Promises, Promises

Jerome Powell said mostly the “right” things Friday while speaking at a monetary policy conference alongside Ben Bernanke. I’m not sure it was an especially productive use of anyone’s time. Alas.

“Having come this far, we can afford to look at the data and make careful assessments,” Powell said, being careful to avoid language that markets might construe as a pre-commitment vis-à-vis the June FOMC meeting.

Banking sector developments are “contributing to tighter credit conditions” and could impede the economy, he went on. As a result, the Fed “may not need” to raise rates “as much as it would have otherwise” to achieve price stability. The “extent” of that substitution effect “is highly uncertain,” Powell said, recapping the message from last meeting’s press conference.

Although Fed officials have nodded gingerly (or not-so-gingerly in Lorie Logan’s case) in the direction of additional hikes, Powell didn’t appear eager to tilt market pricing one way or another for next month’s policy gathering. In other words, he seemed content with leaving the question open for now.

He paid all the obligatory lip service to inflation remaining far too high, and reiterated that failing to nip it in the bud, à la Fife, would only “prolong” America’s “pain.” It’s possible, Powell said, that additional supply shocks could come calling.

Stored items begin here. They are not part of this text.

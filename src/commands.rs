//! Command execution: wires configuration, transport and the engine together
//! and prints operator-facing output.

use crate::batch::{prepare_payloads, BatchExecutor, BatchOutcome, ItemReport, Lifecycle};
use crate::classify::CameraHealth;
use crate::cli::{Commands, RangeArgs};
use crate::config::{AppConfig, ServerProfile};
use crate::desired::{load_csv, CameraRange, Credentials, DesiredStreamSpec, StreamKind};
use crate::diagnostics::{server_summary, stream_detail};
use crate::error::{Error, Result};
use crate::export::{in_zone, primary_sheet, write_created, write_sheet_file};
use crate::identity::IdGenerator;
use crate::inventory::fetch_all;
use crate::models::RemoteStream;
use crate::reconcile::reconcile;
use crate::transport::{HttpTransport, Transport};
use serde_json::Value;
use std::collections::BTreeMap;
use std::path::PathBuf;

/// Everything one command invocation needs against one server.
pub struct Session {
    config: AppConfig,
    profile: ServerProfile,
    ids: IdGenerator,
    transport: Box<dyn Transport>,
}

impl Session {
    pub fn new(config: AppConfig, profile: ServerProfile) -> Result<Self> {
        let transport = HttpTransport::new(&profile, config.timeout)?;
        Ok(Self::with_transport(config, profile, Box::new(transport)))
    }

    pub fn with_transport(
        config: AppConfig,
        profile: ServerProfile,
        transport: Box<dyn Transport>,
    ) -> Self {
        let ids = IdGenerator::new(config.secret_key.clone());
        Self {
            config,
            profile,
            ids,
            transport,
        }
    }

    pub fn profile(&self) -> &ServerProfile {
        &self.profile
    }

    async fn inventory(&self) -> Result<Vec<RemoteStream>> {
        fetch_all(self.transport.as_ref(), self.config.page_size).await
    }

    pub async fn run(&self, command: Commands) -> Result<()> {
        tracing::info!("Profile {} ({})", self.profile.name, self.profile.api_url);
        match command {
            Commands::Create { kind, csv } => self.create_from_csv(kind.into(), csv).await,
            Commands::CreateRange(range) => self.create_range(range).await,
            Commands::StartAll => self.lifecycle_all(Lifecycle::Start).await,
            Commands::StopAll => self.lifecycle_all(Lifecycle::Stop).await,
            Commands::DeleteAll { prefix, yes } => self.delete(prefix.as_deref(), yes).await,
            Commands::Query => self.query().await,
            Commands::QueryStream { stream_id } => self.query_stream(&stream_id).await,
            Commands::Export { zone, output } => self.export(&zone, output).await,
            Commands::RtspUrls => self.rtsp_urls().await,
            Commands::Profiles | Commands::DeriveId { .. } => {
                Err(Error::invalid("command does not need a server session"))
            }
        }
    }

    async fn create_from_csv(&self, kind: StreamKind, csv: Option<PathBuf>) -> Result<()> {
        let path = csv.or_else(|| self.profile.streams_csv.clone()).ok_or_else(|| {
            Error::Config(format!(
                "profile '{}' has no streams_csv; pass --csv",
                self.profile.name
            ))
        })?;
        let desired = load_csv(&path, &self.profile)?;
        self.create(desired, kind).await.map(|_| ())
    }

    async fn create_range(&self, args: RangeArgs) -> Result<()> {
        let range = CameraRange {
            zone: args.zone,
            subnet: args.subnet,
            start: args.start,
            end: args.end,
            credentials: Credentials {
                username: args.username,
                password: args.password,
            },
            backup: args.backup,
        };
        let desired = range.specs(&self.profile)?;
        // Fail on an unwritable output before anything is created.
        let output = std::fs::File::create(&args.output)?;
        let created = self.create(desired, StreamKind::IpCamera).await?;

        write_created(output, &created)?;
        println!("Wrote {} row(s) to {}", created.len(), args.output.display());
        Ok(())
    }

    /// Reconcile and create; returns `(name, streamId)` of each created stream.
    async fn create(
        &self,
        desired: Vec<DesiredStreamSpec>,
        kind: StreamKind,
    ) -> Result<Vec<(String, String)>> {
        let inventory = self.inventory().await?;
        let plan = reconcile(desired, &inventory, &self.ids)?;
        for stream_id in &plan.to_skip {
            println!("streamId {} already exists, skipping...", stream_id);
        }
        let payloads = prepare_payloads(&plan.to_create, kind)?;

        let mut created = Vec::new();
        let outcome = BatchExecutor::new(self.transport.as_ref())
            .create(&payloads, &mut |report: &ItemReport| {
                print_item(report);
                if report.verdict.success {
                    created.push((
                        report.name.clone().unwrap_or_default(),
                        report.stream_id.clone(),
                    ));
                }
            })
            .await;

        print_outcome(&outcome, plan.to_skip.len());
        Ok(created)
    }

    async fn lifecycle_all(&self, op: Lifecycle) -> Result<()> {
        let inventory = self.inventory().await?;
        let targets: Vec<String> = inventory.into_iter().map(|s| s.stream_id).collect();
        let outcome = BatchExecutor::new(self.transport.as_ref())
            .apply(op, &targets, &mut print_item)
            .await;
        print_outcome(&outcome, 0);
        Ok(())
    }

    async fn delete(&self, prefix: Option<&str>, confirmed: bool) -> Result<()> {
        let inventory = self.inventory().await?;
        let targets: Vec<String> = match prefix {
            Some(prefix) => in_zone(&inventory, prefix)
                .into_iter()
                .map(|s| s.stream_id.clone())
                .collect(),
            None => inventory.into_iter().map(|s| s.stream_id).collect(),
        };

        if targets.is_empty() {
            println!("No matching streams.");
            return Ok(());
        }
        if !confirmed {
            println!("{} stream(s) would be deleted:", targets.len());
            for id in &targets {
                println!("  {}", id);
            }
            println!("Re-run with --yes to delete them.");
            return Ok(());
        }

        let outcome = BatchExecutor::new(self.transport.as_ref())
            .apply(Lifecycle::Delete, &targets, &mut print_item)
            .await;
        print_outcome(&outcome, 0);
        Ok(())
    }

    async fn query(&self) -> Result<()> {
        let inventory = self.inventory().await?;
        let summary = server_summary(self.transport.as_ref(), &inventory).await;

        if let Some(v) = &summary.version {
            println!(
                "Version: {} ({}) Build: {}",
                v.version_name.as_deref().unwrap_or("N/A"),
                v.version_type.as_deref().unwrap_or("N/A"),
                v.build_number.as_deref().unwrap_or("N/A")
            );
        }
        match summary.active_live_streams {
            Some(active) => println!("Active live streams: {} / total: {}", active, summary.total),
            None => println!("Total streams: {}", summary.total),
        }
        if inventory.is_empty() {
            println!("No streams on this server.");
            return Ok(());
        }

        println!("Status: {:?}", summary.by_status);
        println!("Type: {:?}", summary.by_type);
        println!();
        println!("{:<50} {:<20} {:<15} {:<15}", "streamId", "name", "type", "status");
        println!("{}", "-".repeat(100));
        for s in &inventory {
            println!(
                "{:<50} {:<20} {:<15} {:<15}",
                s.stream_id,
                s.name,
                s.type_or_unknown(),
                s.status.as_deref().unwrap_or("N/A")
            );
        }
        Ok(())
    }

    async fn query_stream(&self, stream_id: &str) -> Result<()> {
        let detail = match stream_detail(self.transport.as_ref(), stream_id).await {
            Ok(Some(detail)) => detail,
            Ok(None) => {
                println!("Stream {} does not exist.", stream_id);
                return Ok(());
            }
            Err(e) => {
                tracing::warn!("Lookup of {} failed: {}", stream_id, e);
                println!("Query failed: {}", e);
                return Ok(());
            }
        };

        let s = &detail.stream;
        println!("streamId: {}", s.stream_id);
        println!("name:     {}", s.name);
        println!("type:     {}", s.type_or_unknown());
        println!("status:   {}", s.status_or_unknown());
        if let Some(ip) = &s.ip_addr {
            println!("ipAddr:   {}", ip);
        }
        if let Some(url) = &s.stream_url {
            println!("url:      {}", url);
        }
        if let Some(started) = detail.started_at() {
            println!("started:  {}", started.to_rfc3339());
        }
        if !s.extra.is_empty() {
            println!("other fields:");
            for line in extra_field_lines(&s.extra) {
                println!("  {}", line);
            }
        }

        if let Some(stats) = &detail.statistics {
            println!(
                "Viewers: HLS={} WebRTC={} RTMP={} DASH={}",
                stats.hls, stats.webrtc, stats.rtmp, stats.dash
            );
        }
        match &detail.camera_health {
            Some(CameraHealth::Fault(message)) => println!("Camera error: {}", message),
            Some(CameraHealth::Healthy) => println!("Camera: no errors"),
            None => {}
        }
        Ok(())
    }

    async fn export(&self, zone: &str, output: PathBuf) -> Result<()> {
        let inventory = self.inventory().await?;
        let rows = primary_sheet(&inventory, zone);
        write_sheet_file(&output, &rows)?;
        println!(
            "Zone {}: exported {} primary stream(s) to {}",
            zone.trim().to_uppercase(),
            rows.len(),
            output.display()
        );
        Ok(())
    }

    async fn rtsp_urls(&self) -> Result<()> {
        let inventory = self.inventory().await?;
        println!("Found {} stream(s):", inventory.len());
        println!("{}", "-".repeat(50));
        for s in &inventory {
            println!("Name:     {}", s.name);
            println!("Status:   {}", s.status.as_deref().unwrap_or("N/A"));
            println!("ID:       {}", s.stream_id);
            println!("RTSP URL: {}", s.stream_url.as_deref().unwrap_or("N/A"));
            println!("{}", "-".repeat(50));
        }
        Ok(())
    }
}

fn print_item(report: &ItemReport) {
    if report.verdict.success {
        println!(
            "streamId {} {}... success",
            report.stream_id,
            report.operation.progressive()
        );
    } else {
        println!(
            "streamId {} {}... failed: {}",
            report.stream_id,
            report.operation.progressive(),
            report.verdict.message
        );
    }
}

fn print_outcome(outcome: &BatchOutcome, skipped: usize) {
    if skipped > 0 {
        println!("Done: {} ({} skipped)", outcome, skipped);
    } else {
        println!("Done: {}", outcome);
    }
}

/// Commands that only read local configuration.
pub fn run_offline(config: &AppConfig, command: &Commands) -> Option<Result<()>> {
    match command {
        Commands::Profiles => {
            if config.profiles.is_empty() {
                println!("No profiles configured.");
            }
            for p in config.profiles.iter() {
                let csv = p
                    .streams_csv
                    .as_ref()
                    .map(|c| c.display().to_string())
                    .unwrap_or_else(|| "-".to_string());
                println!("{:<10} {:<50} origin={} csv={}", p.name, p.api_url, p.origin_ip, csv);
            }
            Some(Ok(()))
        }
        Commands::DeriveId { name } => Some(
            IdGenerator::new(config.secret_key.clone())
                .derive(name)
                .map(|id| println!("{}", id)),
        ),
        _ => None,
    }
}

/// `key: value` per unmodelled field, strings unquoted, in key order.
fn extra_field_lines(extra: &BTreeMap<String, Value>) -> Vec<String> {
    extra
        .iter()
        .map(|(key, value)| match value {
            Value::String(text) => format!("{}: {}", key, text),
            other => format!("{}: {}", key, other),
        })
        .collect()
}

Notably, Powell went out of his way to say the positive supply shock from the globalization era is likely over. Here’s the full quote:

I will say that the positive supply shocks related to globalization probably contributed significantly to the period of low inflation that either ended, or was interrupted by, the onset of the pandemic. I’m thinking there of the vast increase in global labor supply, the development of efficient global supply chains facilitated by technological advances and things like that. And I would say those positive supply shocks do not seem likely to be repeated.

I won’t subject readers to the r-star debate again, but if neutral is higher, it’d square with the economy’s refusal to roll over despite 500bps of rapid hiking. Those interested in Powell’s remarks on the subject can listen here around the 19:00 mark.

To reiterate, what mattered Friday was that Powell didn’t lean overtly in the direction of another hike. There’s been no decision about future policy tightening, he said, after noting that the Fed was expecting to tighten further until recently.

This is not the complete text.